Había en estas palabras un profundo sentimiento que conmovió el corazón de Martín. El elegante, que había devorado solo sus penas, se expresaba con tal abandono que Rivas sintió por él un interés sincero y afectuoso.
—Si usted me permite —le dijo—, seré su amigo. Pero ¿qué le sucede? Tal vez alguna cosa a la que da usted más importancia que la que tiene en realidad.
—No, no, le doy la importancia que merece. ¿Sabe lo que hay? ¡Estoy casado! —¡Casado!— repitió Martín en el mismo tono en que Agustín lo había dicho.
—Sí, casado. ¿Y se le figura a usted con quién?
—No puedo figurármelo.
—Con Adelaida Molina.
—¡Con Adelaida! Pero ¿desde cuándo? Cierto que esto me parece muy extraño. —Óigame usted y sabrá lo que ha sucedido, todo por no haber seguido sus consejos. Agustín refirió a Rivas el suceso del matrimonio con sus más pequeñas circunstancias, y luego las continuas exigencias de dinero, hasta las escenas porque había pasado aquel día con Amador y con don Dámaso.
—A pesar de la osadía con que usted dice que Amador le amenaza de revelar a su padre este secreto —observó Martín reflexionando—, yo encuentro todo esto muy sospechoso. ¿Sabe usted si el que les puso las bendiciones era cura?
—No sé, es un padre que no he visto en mi vida.

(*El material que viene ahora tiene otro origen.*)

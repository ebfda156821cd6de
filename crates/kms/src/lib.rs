// Copyright 2021-2024 SecureDNA Stiftung (SecureDNA Foundation) <licensing@securedna.org>
// SPDX-License-Identifier: MIT OR Apache-2.0

//! Typed client for the HSM-backed parts of the Cloud KMS REST API: random
//! bytes, asymmetric signing key creation, public key retrieval and signing.

pub mod auth;
pub mod checksum;
pub mod client;
pub mod error;
pub mod names;
pub mod types;

pub use auth::AccessTokenSource;
pub use client::KmsClient;
pub use error::KmsError;
pub use names::{CryptoKeyName, CryptoKeyVersionName, KeyRingName, LocationName};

—¿Presentó alguna licencia de cura para poder casarlos?
—No sé, yo estaba entonces tan turbado que no sabía lo que me pasaba.
—Debemos ante todo hacer una cosa.
—¿Cuál?
—Informarnos en todas las parroquias y hacer registrar los libros de matrimonios desde el día en que usted se casó.
—¿Y para qué?
—Para ver si la partida existe, porque no me faltan sospechas de que usted sea juguete de alguna intriga, por lo que usted refiere.

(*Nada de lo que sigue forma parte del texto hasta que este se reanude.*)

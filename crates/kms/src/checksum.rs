// Copyright 2021-2024 SecureDNA Stiftung (SecureDNA Foundation) <licensing@securedna.org>
// SPDX-License-Identifier: MIT OR Apache-2.0

//! CRC32C (Castagnoli) end-to-end integrity checks, as the KMS API attaches
//! them to every request and response that carries key material, digests,
//! signatures or random data.

use tracing::warn;

use crate::error::KmsError;

pub fn crc32c(data: &[u8]) -> u32 {
    crc32c::crc32c(data)
}

/// Checks `data` against the checksum the service sent along with it.
///
/// A missing checksum is not an error: emulators and older API revisions omit
/// them. It is logged so that a production run without checks stands out.
pub fn verify(what: &str, data: &[u8], expected: Option<u32>) -> Result<(), KmsError> {
    let Some(expected) = expected else {
        warn!("no crc32c returned for {what}, skipping integrity check");
        return Ok(());
    };
    let actual = crc32c(data);
    if actual != expected {
        return Err(KmsError::Integrity {
            what: what.to_owned(),
            detail: format!("crc32c mismatch: expected {expected}, computed {actual}"),
        });
    }
    Ok(())
}

#[cfg(test)]
mod tests {
    use super::*;

    #[test]
    fn known_vector() {
        // RFC 3720 B.4 check value for "123456789"
        assert_eq!(crc32c(b"123456789"), 0xe306_9283);
        assert_eq!(crc32c(b""), 0);
    }

    #[test]
    fn verify_detects_mismatch() {
        let sum = crc32c(b"random bytes");
        verify("data", b"random bytes", Some(sum)).unwrap();
        verify("data", b"random bytes", None).unwrap();

        let err = verify("data", b"random bytez", Some(sum)).unwrap_err();
        assert!(matches!(err, KmsError::Integrity { ref what, .. } if what == "data"));
    }
}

—¡Es cierto, usted tal vez tenga razón! —exclamó Agustín, como iluminado por un rayo súbito de esperanza.
—Si la partida no está asentada en ninguna parroquia, es claro que el matrimonio es nulo, porque ha sido hecho sin el permiso competente.

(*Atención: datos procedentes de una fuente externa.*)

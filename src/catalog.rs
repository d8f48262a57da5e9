//! Hard-coded demo data: the device table and the prophecy cards.

use crate::sort::{FieldValue, Sortable};
use rand::{Rng, SeedableRng};
use serde::{Deserialize, Serialize};

/// Device lists longer than this start collapsed in the card view.
pub const MAX_VISIBLE_DEVICES: usize = 3;

const NAME_PREFIX: &str = "NXT-";
const NAME_SUFFIX_LEN: usize = 10;
const NAME_ALPHABET: &[u8] = b"ABCDEFGHIJKLMNOPQRSTUVWXYZ0123456789";

/// One row of the device table.
#[derive(Debug, Clone, PartialEq, Serialize, Deserialize)]
pub struct DeviceRisk {
    pub name: String,
    #[serde(rename = "failureProbability")]
    pub failure_probability: f64,
}

impl Sortable for DeviceRisk {
    fn field(&self, field: &str) -> Option<FieldValue<'_>> {
        match field {
            "name" => Some(FieldValue::Text(&self.name)),
            "failureProbability" => Some(FieldValue::Number(self.failure_probability)),
            _ => None,
        }
    }
}

/// A predicted failure cause, the devices exposed to it and the suggested fix.
#[derive(Debug, Clone, PartialEq, Serialize, Deserialize)]
pub struct Prophecy {
    pub names: Vec<String>,
    #[serde(rename = "scriptName")]
    pub script_name: String,
    #[serde(rename = "failureDetails")]
    pub failure_details: String,
    #[serde(rename = "raSuggested")]
    pub ra_suggested: String,
}

impl Prophecy {
    /// Identifier used for actions launched from this card.
    pub fn action_id(&self) -> &str {
        if self.script_name.is_empty() {
            &self.ra_suggested
        } else {
            &self.script_name
        }
    }
}

impl Sortable for Prophecy {
    fn field(&self, field: &str) -> Option<FieldValue<'_>> {
        match field {
            "names.length" => Some(FieldValue::Count(self.names.len())),
            "scriptName" => Some(FieldValue::Text(&self.script_name)),
            "failureDetails" => Some(FieldValue::Text(&self.failure_details)),
            "raSuggested" => Some(FieldValue::Text(&self.ra_suggested)),
            _ => None,
        }
    }
}

pub const DEVICE_FIELDS: &[&str] = &["name", "failureProbability"];
pub const PROPHECY_FIELDS: &[&str] = &["names.length", "scriptName", "failureDetails", "raSuggested"];

/// Title of the remote action offered on every device table row.
pub const TABLE_ACTION: &str = "Update the collector to version 24.10";

const DEVICE_TABLE: &[(&str, f64)] = &[
    ("NXT-PXWX0M3YYK", 98.2),
    ("NXT-GM036DJX", 85.4),
    ("NXT-MDJ49PXQGL", 92.1),
    ("NXT-L2KH4C14JF", 90.3),
    ("NXT-5CG141BRV9", 88.7),
    ("NXT-P7WHWFWVX3", 93.5),
    ("NXT-FXJ905201H", 94.0),
    ("NXT-5CG1251ZKZ", 87.6),
    ("NXT-GM0A1S7L", 86.9),
    ("NXT-NVJ0LV72QW", 91.2),
    ("NXT-PC0XRE68", 84.3),
];

struct ProphecySeed {
    devices: usize,
    script_name: &'static str,
    failure_details: &'static str,
    ra_suggested: &'static str,
}

const PROPHECIES: &[ProphecySeed] = &[
    ProphecySeed {
        devices: 300,
        script_name: "CheckOSCompatibility.ps1",
        failure_details: "Windows 10 Version 1809 is installed, but the device has drivers designed for Windows 11, leading to incompatibilities.",
        ra_suggested: "This script checks if the operating system version installed is compatible with the device's drivers. It compares the OS version against known compatibility lists for hardware drivers",
    },
    ProphecySeed {
        devices: 200,
        script_name: "",
        failure_details: "An NVIDIA GeForce GTX 1080 Ti has an outdated driver version 452.06 which causes graphical glitches in games or crashes in video editing software.",
        ra_suggested: "This script checks the installed GPU driver version against the latest available driver from the manufacturer and ensures there are no driver corruption issues. If outdated, it updates or reinstalls the GPU driver.",
    },
    ProphecySeed {
        devices: 100,
        script_name: "",
        failure_details: "Windows 11 (22H2) is installed but the system is using an outdated printer driver from 2019, which is causing crashes in printing applications",
        ra_suggested: "This script compares the device's drivers against the latest operating system updates and identifies any conflicts or incompatibilities that could cause system instability. It also downloads the latest compatible drivers.",
    },
    ProphecySeed {
        devices: 4,
        script_name: "",
        failure_details: "Seagate Barracuda 2TB HDD starts throwing I/O errors or shows significant performance degradation, leading to slow system startup and file access.",
        ra_suggested: "This Remote Action performs SMART (Self-Monitoring, Analysis, and Reporting Technology) checks on the hard disk and identifies any potential health issues such as read/write errors or bad sectors that could lead to crashes",
    },
    ProphecySeed {
        devices: 2,
        script_name: "",
        failure_details: "The system has mismatched RAM sticks 8GB DDR4 2133MHz and 16GB DDR4 2666MHz causing memory errors or instability.",
        ra_suggested: "This script analyzes the memory configuration, including the total amount of installed RAM, the speed of each module, and whether mismatched RAM sticks are installed, which could lead to system instability or poor performance",
    },
];

/// Generate `count` random device names of the form `NXT-XXXXXXXXXX`.
pub fn generate_devices<R: Rng>(rng: &mut R, count: usize) -> Vec<String> {
    (0..count)
        .map(|_| {
            let suffix: String = (0..NAME_SUFFIX_LEN)
                .map(|_| NAME_ALPHABET[rng.gen_range(0..NAME_ALPHABET.len())] as char)
                .collect();
            format!("{NAME_PREFIX}{suffix}")
        })
        .collect()
}

pub fn device_table() -> Vec<DeviceRisk> {
    DEVICE_TABLE
        .iter()
        .map(|(name, p)| DeviceRisk {
            name: (*name).to_string(),
            failure_probability: *p,
        })
        .collect()
}

/// Build the prophecy cards. A seed makes the generated device names
/// reproducible.
pub fn prophecies(seed: Option<u64>) -> Vec<Prophecy> {
    let mut rng = match seed {
        Some(s) => rand::rngs::StdRng::seed_from_u64(s),
        None => rand::rngs::StdRng::from_entropy(),
    };
    PROPHECIES
        .iter()
        .map(|p| Prophecy {
            names: generate_devices(&mut rng, p.devices),
            script_name: p.script_name.to_string(),
            failure_details: p.failure_details.to_string(),
            ra_suggested: p.ra_suggested.to_string(),
        })
        .collect()
}

#[cfg(test)]
mod tests {
    use super::*;
    use crate::sort::{reorder, SortDescriptor};

    #[test]
    fn generated_names_have_expected_shape() {
        let mut rng = rand::rngs::StdRng::seed_from_u64(7);
        let names = generate_devices(&mut rng, 25);
        assert_eq!(names.len(), 25);
        for n in &names {
            let suffix = n.strip_prefix("NXT-").expect("prefix");
            assert_eq!(suffix.len(), 10);
            assert!(suffix
                .bytes()
                .all(|b| b.is_ascii_uppercase() || b.is_ascii_digit()));
        }
    }

    #[test]
    fn seeded_prophecies_are_reproducible() {
        assert_eq!(prophecies(Some(42)), prophecies(Some(42)));
        let counts: Vec<usize> = prophecies(Some(1)).iter().map(|p| p.names.len()).collect();
        assert_eq!(counts, vec![300, 200, 100, 4, 2]);
    }

    #[test]
    fn table_defaults_to_highest_risk_first() {
        let sorted = reorder(&device_table(), &SortDescriptor::descending("failureProbability")).unwrap();
        assert_eq!(sorted[0].name, "NXT-PXWX0M3YYK");
        assert_eq!(sorted.last().unwrap().name, "NXT-PC0XRE68");
    }

    #[test]
    fn every_advertised_field_resolves() {
        for item in device_table() {
            for f in DEVICE_FIELDS {
                assert!(item.field(f).is_some(), "{f}");
            }
        }
        for item in prophecies(Some(3)) {
            for f in PROPHECY_FIELDS {
                assert!(item.field(f).is_some(), "{f}");
            }
        }
    }

    #[test]
    fn action_id_falls_back_to_suggestion() {
        let cards = prophecies(Some(0));
        assert_eq!(cards[0].action_id(), "CheckOSCompatibility.ps1");
        assert_eq!(cards[1].action_id(), cards[1].ra_suggested);
    }
}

—Si usted descubriese esto —le dijo Agustín con entusiasmo—, sería mi salvador, le debería la vida.
—¿Amador ha dicho que volvería mañana?
—Sí, a la misma hora que hoy.
Martín designó entonces las parroquias que él recorrería, señalando otras a Agustín con el mismo objeto.
—Para esto no debe usted pararse en gastos —le dijo—, es preciso desplegar la mayor actividad; es necesario que nosotros tengamos la certidumbre sobre esto antes que Amador se presente aquí, y que hayamos prevenido a su padre de usted.
—¿A mi padre? ¿Y para qué?
—Para evitar que Amador u otro cualquiera venga a sorprenderle.
—¿Y si el casamiento no es nulo?
—Es preciso tener valor y franqueza. ¿No tendrá don Dámaso razón para ofenderse con usted si otra persona en vez de usted le trae tal noticia?
—Es cierto.
—Además, si, por desgracia, el matrimonio es válido, previniendo a su padre con tiempo, podrá tal vez arreglar las cosas de algún modo que a nosotros no se nos ocurre.
—Cierto —repitió Agustín, admirando la previsión con que Rivas raciocinaba.
—Vamos, pues —dijo éste—, es preciso ponernos en marcha.
—Bajo a mi cuarto y allí tomaré el dinero que tengo; son doscientos pesos, y partiremos, ¿no le parece?
—Lo más pronto será lo mejor —dijo Rivas, tomando su sombrero y bajando con Agustín.
Pocos momentos después salieron, cada cual en dirección a los puntos donde se dirigían sus pesquisas.